A. a. formosus from Cape Verde is susceptible to oral infection by autochthonous DENV-3, but is less efficient at replicating a reference DENV-2 strain. This could suggest a specific vector genotype–virus genotype interaction (Lambrechts et al. 2009). The TRs are extremely low, suggesting an efficient salivary gland barrier for the tested DENV type. The method used to collect and titrate saliva was the same for the three viruses, so these low TRs are not due to technical problems. A. a. formosus is known to be less competent at acquiring and transmitting dengue and yellow fever viruses than A. a. aegypti (Tabachnick et al. 1985; Failloux et al. 2002). Lourenço-de-Oliveira and associates (2002) tested a sample of A. a. formosus for YFV and found a low DIR of 3.3%. For the same DENV-2 that we used in our study the DIR was 36.9% (unpublished data).

However, even with a low competence for viral replication and transmission, a vector can sustain an epidemic outbreak (Miller et al. 1989). Furthermore the abundance of the vector and the frequency of contacts between the vector and humans during the rainy season are as important as the number of infected particles delivered in the saliva as measured under laboratory conditions. Finally, transmission was probably enhanced by the naïve immunological status of the human population of Cape Verde for DENV-3.

During the last decade, the number of CHIKV outbreaks has been increasing in central Africa, in Cameroon (Peyrefitte et al. 2007) and in Gabon (Peyrefitte et al. 2008). The CHIKV is highly transmitted by A. aegypti from central Africa (Paupy et al. 2010).

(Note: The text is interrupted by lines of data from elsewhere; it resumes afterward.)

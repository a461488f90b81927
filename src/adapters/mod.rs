//! Build-history store adapters.

pub mod memory;
pub mod sqlite;

pub use memory::InMemoryBuildHistory;
pub use sqlite::SqliteBuildHistory;
//! Output formatting utilities for the CLI.

use comfy_table::{presets, Cell, CellAlignment, ContentArrangement, Table};
use serde::Serialize;

pub trait CommandOutput: Serialize {
    fn to_human(&self) -> String;
    fn to_json(&self) -> serde_json::Value;
}

pub fn output<T: CommandOutput>(result: &T, json_mode: bool) {
    if json_mode {
        println!(
            "{}",
            serde_json::to_string_pretty(&result.to_json()).unwrap_or_default()
        );
    } else {
        println!("{}", result.to_human());
    }
}

/// Borderless table with upper-cased headers.
pub fn list_table(headers: &[&str]) -> Table {
    let mut table = Table::new();
    table
        .load_preset(presets::NOTHING)
        .set_content_arrangement(ContentArrangement::Dynamic)
        .set_header(
            headers
                .iter()
                .map(|h| Cell::new(h.to_uppercase()).set_alignment(CellAlignment::Left)),
        );
    table
}

/// Truncate a string to a maximum number of characters, appending "..." if truncated.
pub fn truncate(s: &str, max_len: usize) -> String {
    if s.chars().count() <= max_len {
        s.to_string()
    } else {
        let kept: String = s.chars().take(max_len.saturating_sub(3)).collect();
        format!("{kept}...")
    }
}
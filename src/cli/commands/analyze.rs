//! Project analysis command.

use anyhow::{bail, Result};
use clap::Args;
use serde::Serialize;

use super::{load_tree, open_store};
use crate::cli::output::{list_table, output, truncate, CommandOutput};
use crate::domain::models::{Config, TestAnalysisResult, TestData};
use crate::services::{RecomputeStatus, TestAnalysisResultHolder};

#[derive(Args, Debug)]
pub struct AnalyzeArgs {
    /// Project to analyze (its sub-projects are included)
    #[arg(short, long)]
    pub project: String,
}

#[derive(Debug, Serialize)]
pub struct TestRow {
    pub test_id: i64,
    pub total_runs: u64,
    pub failures: u64,
    pub failed_build_types: Vec<String>,
    pub reason: Option<String>,
}

impl From<&TestData> for TestRow {
    fn from(data: &TestData) -> Self {
        let stats = data.stats();
        Self {
            test_id: data.test_id,
            total_runs: stats.total_runs,
            failures: stats.failures,
            failed_build_types: data
                .failed_build_types()
                .into_iter()
                .map(str::to_string)
                .collect(),
            reason: data.reason.map(|r| r.describe()),
        }
    }
}

#[derive(Debug, Serialize)]
pub struct AnalyzeOutput {
    pub project_id: String,
    pub computed_at: Option<String>,
    pub flaky: Vec<TestRow>,
    pub suspicious: Vec<TestRow>,
    pub always_failing: Vec<TestRow>,
}

impl From<&TestAnalysisResult> for AnalyzeOutput {
    fn from(result: &TestAnalysisResult) -> Self {
        let rows = |tests: &[TestData]| tests.iter().map(TestRow::from).collect();
        Self {
            project_id: result.project_id.clone(),
            computed_at: result.start_date.map(|d| d.to_rfc3339()),
            flaky: rows(&result.flaky_tests),
            suspicious: rows(&result.suspicious_tests),
            always_failing: rows(&result.always_failing_tests),
        }
    }
}

fn render_section(title: &str, rows: &[TestRow]) -> String {
    if rows.is_empty() {
        return format!("{title}: none");
    }

    let mut table = list_table(&["test", "runs", "failures", "build types", "reason"]);
    for row in rows {
        table.add_row(vec![
            row.test_id.to_string(),
            row.total_runs.to_string(),
            row.failures.to_string(),
            truncate(&row.failed_build_types.join(", "), 40),
            row.reason.clone().unwrap_or_else(|| "-".to_string()),
        ]);
    }
    format!("{title} ({}):\n{table}", rows.len())
}

impl CommandOutput for AnalyzeOutput {
    fn to_human(&self) -> String {
        let mut lines = vec![format!("Project: {}", self.project_id)];
        if let Some(ref computed_at) = self.computed_at {
            lines.push(format!("Computed: {computed_at}"));
        }
        lines.push(String::new());
        lines.push(render_section("Flaky tests", &self.flaky));
        lines.push(render_section("Suspicious tests", &self.suspicious));
        lines.push(render_section("Always failing tests", &self.always_failing));
        lines.join("\n")
    }

    fn to_json(&self) -> serde_json::Value {
        serde_json::to_value(self).unwrap_or_default()
    }
}

pub async fn execute(args: AnalyzeArgs, config: &Config, json_mode: bool) -> Result<()> {
    let store = open_store(config).await?;
    load_tree(store.as_ref(), &args.project).await?;

    let holder = TestAnalysisResultHolder::new(store, &config.analysis);
    if let RecomputeStatus::Failed { error, .. } = holder.recompute(&args.project).await {
        bail!("Analysis of project {} failed: {error}", args.project);
    }

    let result = holder.get_result(&args.project).await;
    output(&AnalyzeOutput::from(result.as_ref()), json_mode);

    Ok(())
}

#[cfg(test)]
mod tests {
    use super::*;
    use crate::domain::models::{FailureRate, Reason};
    use std::collections::HashMap;

    fn flaky_result() -> TestAnalysisResult {
        let mut result = TestAnalysisResult::not_computed("backend");
        result.start_date = Some(chrono::Utc::now());
        result.flaky_tests.push(TestData::new(
            7,
            "backend",
            HashMap::from([("bt".to_string(), FailureRate::new(2, 1))]),
            HashMap::from([("agent".to_string(), FailureRate::new(2, 1))]),
            Some(Reason::BuildWithoutChanges { build_id: 3 }),
        ));
        result
    }

    #[test]
    fn test_output_counts_partitions() {
        let out = AnalyzeOutput::from(&flaky_result());
        assert_eq!(out.flaky.len(), 1);
        assert!(out.suspicious.is_empty());
        assert_eq!(out.flaky[0].failed_build_types, vec!["bt".to_string()]);
        assert_eq!(out.flaky[0].total_runs, 2);
    }

    #[test]
    fn test_human_output_lists_sections() {
        let human = AnalyzeOutput::from(&flaky_result()).to_human();
        assert!(human.contains("Flaky tests (1)"));
        assert!(human.contains("Suspicious tests: none"));
        assert!(human.contains("build #3"));
    }

    #[test]
    fn test_json_output_shape() {
        let json = AnalyzeOutput::from(&flaky_result()).to_json();
        assert_eq!(json["project_id"], "backend");
        assert_eq!(json["flaky"][0]["test_id"], 7);
        assert!(json["always_failing"].as_array().unwrap().is_empty());
    }
}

We also demonstrated the high potential of A. a. formosus from Cape Verde to transmit CHIKV.

YFV continues to cause severe morbidity and mortality in Africa despite the availability of the 17D vaccine. Our results suggest that A. a. formosus from Cape Verde would be efficient at YFV transmission.

The future introduction of DENV, CHIKV, or YFV via travelers from continental Africa may cause other outbreaks in Cape Verde, whose population is not immune to most arboviruses. Therefore mosquito and virus surveillance as well as control must be urgently undertaken and reinforced.